Location
- Keokuk, IowaLee County United States
- Coordinates: 40°24′40″N 91°23′25″W﻿ / ﻿40.411°N 91.39031°W

District information
- Type: Local school district
- Grades: K-12
- Superintendent: Christine Barnes
- Schools: 5
- Budget: $27,776,000 (2020-21)
- NCES District ID: 1915630

Students and staff
- Students: 1790 (2022-23)
- Teachers: 126.76 FTE
- Staff: 166.82 FTE
- Student–teacher ratio: 14.12
- Athletic conference: Southeast Conference
- District mascot: Chiefs
- Colors: Purple and White

Other information
- Website: www.keokukschools.org/district/

= Keokuk Community School District =

Public school district in Keokuk, Iowa, United States

Keokuk Community School District (KCSD) is a public school district headquartered in Keokuk, Iowa. It is entirely in Lee County, and serves Keokuk and the rural areas to the north and west of Keokuk. The district borders the states of Illinois to the east and Missouri to the south.

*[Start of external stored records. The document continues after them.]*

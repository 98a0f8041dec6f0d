//! Rule scenarios played through the turn controller.
//!
//! Each test sets up a hand-built table, scripts the dice, commits one move
//! and checks the committed ply.

use im::Vector;
use magnate::core::{LoadedDice, PlayerMap};
use magnate::game::{ClaimHow, Event, PlaceHow};
use magnate::rules::MoveError;
use magnate::{
    Board, CardId, Deck, Deed, DeedLedger, DistrictId, GameBuilder, GameConfig, GameResult, Outcome, PlayerId, Suit,
    TokenLedger, Tokens, TurnState, Validator,
};

const P0: PlayerId = PlayerId::new(0);
const P1: PlayerId = PlayerId::new(1);

fn ids(cards: &[&str]) -> Vector<CardId> {
    cards.iter().copied().map(CardId::new).collect()
}

fn table(hands: [&[&str]; 2], held: [[u32; 6]; 2], deck: &[&str]) -> TurnState {
    let mut ledger = TokenLedger::new(2);
    ledger.credit(P0, &Tokens::from_array(held[0]));
    ledger.credit(P1, &Tokens::from_array(held[1]));
    let mut player_hands = PlayerMap::with_default(2);
    player_hands[P0] = ids(hands[0]);
    player_hands[P1] = ids(hands[1]);

    TurnState {
        ledger,
        board: Board::new(["PVLY", "PMSL", "X", "PSVK", "PMYK"].into_iter().map(CardId::new), 2),
        deeds: DeedLedger::new(),
        hands: player_hands,
        deck: Deck::new(deck.iter().copied().map(CardId::new)),
        discard: Vector::new(),
        crowns: PlayerMap::new(2, |p| {
            if p == P0 {
                Tokens::from_array([1, 1, 1, 0, 0, 0])
            } else {
                Tokens::from_array([0, 0, 0, 1, 1, 1])
            }
        }),
        roll: None,
        choices: Vector::new(),
        current: P0,
        shuffled: false,
        last_move: String::new(),
        log: Vector::new(),
    }
}

const DECK: &[&str] = &["4YK", "5SV", "6LK", "7SK", "8MS", "9LK"];

#[test]
fn test_exact_buy_into_matching_district() {
    let state = table([&["3MV"], &["2SY"]], [[2, 0, 1, 0, 0, 0], [0; 6]], DECK);
    let config = GameConfig::default();
    let mut game = GameBuilder::new(config.clone())
        .with_state(state.clone())
        .with_dice(LoadedDice::new([2, 2], 0))
        .build();

    let validation = Validator::new(game.catalogue(), &config).validate(&state, "Buy:3MV,a,M2,V1");
    assert_eq!(validation.outcome, Outcome::Ready);
    assert_eq!(validation.state.ledger.holdings(P0), &Tokens::zero());
    assert_eq!(validation.state.deeds, state.deeds);

    game.play("Buy:3MV,a,M2,V1").unwrap();

    let after = game.state();
    let district = after.board.district(DistrictId(0)).unwrap();
    assert_eq!(district.stacks[P0], ids(&["3MV"]));
    assert!(after.deeds.is_empty());
    assert_eq!(after.ledger.holdings(P0), &Tokens::zero());

    let places: Vec<&Event> = after.log.iter().filter(|e| e.tag() == "place").collect();
    assert_eq!(places.len(), 1);
    assert!(matches!(places[0], Event::Place { how: PlaceHow::Bought, .. }));
    let json = serde_json::to_value(places[0]).unwrap();
    assert_eq!(json["place"]["how"], "B");
}

#[test]
fn test_crown_day_credits_crowns_once() {
    let state = table([&["2MK"], &["2SY"]], [[0; 6], [0; 6]], DECK);
    let mut game = GameBuilder::new(GameConfig::default())
        .with_state(state.clone())
        .with_dice(LoadedDice::new([10, 4], 0))
        .build();

    game.play("Sell:2MK").unwrap();

    let after = game.state();
    let sale = Tokens::of(Suit::Moons, 1) + Tokens::of(Suit::Knots, 1);
    assert_eq!(after.ledger.holdings(P0), &(sale + state.crowns[P0]));
    assert_eq!(after.ledger.holdings(P1), &state.crowns[P1]);

    let claims: Vec<&Event> = after.log.iter().filter(|e| e.tag() == "claim").collect();
    assert_eq!(claims.len(), 1);
    assert!(matches!(
        claims[0],
        Event::Claim {
            player: None,
            how: ClaimHow::Crowns,
            ..
        }
    ));
}

#[test]
fn test_taxation_caps_holding() {
    let state = table([&["2MK"], &["2SY"]], [[0; 6], [0, 0, 0, 0, 0, 4]], DECK);
    // Die one shows 1, so one d6 follows: 6 taxes Knots.
    let mut game = GameBuilder::new(GameConfig::default())
        .with_state(state)
        .with_dice(LoadedDice::new([1, 5, 6], 0))
        .build();

    game.play("Sell:2MK").unwrap();

    let after = game.state();
    assert_eq!(after.ledger.held(P1, Suit::Knots), 1);
    assert_eq!(after.ledger.held(P0, Suit::Knots), 1);
    let captures: Vec<&Event> = after.log.iter().filter(|e| e.tag() == "capture").collect();
    assert_eq!(
        captures,
        vec![&Event::Capture {
            player: P1,
            suit: Suit::Knots,
            forfeited: 3
        }]
    );
}

#[test]
fn test_game_end_after_reshuffle_is_spent() {
    let mut state = table([&["2MK"], &["3MV", "4YK"]], [[0; 6], [0; 6]], &[]);
    state.shuffled = true;
    let mut game = GameBuilder::new(GameConfig::default())
        .with_state(state)
        .with_dice(LoadedDice::new([], 0))
        .build();

    game.play("Sell:2MK").unwrap();

    assert!(game.is_over());
    // Empty board, so tokens decide: P0 just sold for two.
    assert_eq!(game.result(), Some(&GameResult::Winner(P0)));

    let log = &game.state().log;
    assert_eq!(log.iter().filter(|e| e.tag() == "eog").count(), 1);
    assert_eq!(log.iter().filter(|e| e.tag() == "winners").count(), 1);
    assert_eq!(log.iter().filter(|e| e.tag() == "roll").count(), 0);
    assert_eq!(log.back(), Some(&Event::Winners { players: vec![P0] }));

    let err = game.play("Sell:3MV").unwrap_err();
    assert_eq!(err.error, MoveError::GameOver);

    let snapshot = game.snapshot();
    assert!(snapshot.gameover);
    assert_eq!(snapshot.winner, vec![P0]);
}

#[test]
fn test_discard_reshuffled_once() {
    let mut state = table([&["2MK"], &["3MV", "4YK", "5SV"]], [[0; 6], [0; 6]], &[]);
    state.discard = ids(&["5ML", "6MV"]);
    let mut game = GameBuilder::new(GameConfig::default())
        .with_state(state)
        .with_dice(LoadedDice::new([3, 3], 0))
        .build();

    game.play("Sell:2MK").unwrap();

    let after = game.state();
    assert!(after.shuffled);
    assert!(after.discard.is_empty());
    assert!(after.deck.is_empty());
    assert_eq!(after.hand(P0).len(), 3);
    assert!(after.log.contains(&Event::Reshuffle { count: 3 }));
    assert!(after.log.contains(&Event::DeckDraw { player: P0, count: 3 }));
    assert!(!game.is_over());
}

#[test]
fn test_roller_must_choose_before_acting() {
    let mut state = table([&["2MK"], &["2SY", "3MV"]], [[0; 6], [0; 6]], DECK);
    state
        .deeds
        .open(CardId::new("5ML"), Deed::new(P1, DistrictId(1)));
    // P0 sells, then P1 rolls a 5 and owns the multi-suit deed.
    let mut game = GameBuilder::new(GameConfig::default())
        .with_state(state)
        .with_dice(LoadedDice::new([5, 2, 3, 3], 0))
        .build();
    game.play("Sell:2MK").unwrap();

    assert_eq!(game.current_player(), P1);
    assert_eq!(game.state().choices.len(), 1);

    let err = game.play("Sell:2SY").unwrap_err();
    assert_eq!(err.error, MoveError::ForcedChoicePending);
    assert_eq!(err.index, 0);

    game.play("Choose:5ML,L/Sell:2SY").unwrap();
    assert_eq!(game.moves_played(), 2);
    assert!(game.state().choices.is_empty());
    assert_eq!(game.state().ledger.held(P1, Suit::Leaves), 1);
}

As of 2018 it had about 1,860 students, making it the 43rd largest school district in Iowa.

==Schools==
- Keokuk High School
- Keokuk Middle School
  - A fire damaged the building in 2001.
- George Washington Elementary School
- Hawthorne Elementary School
- Torrence Preschool

Former schools:
- Lincoln Elementary School - Keokuk Waterworks now owns this building
- Torrence Elementary School - Now Torrence Preschool, and previously extra administrative offices
- Wells-Carey Elementary School - Built in 1925, and scheduled to close in 2012 due to reduced numbers of students.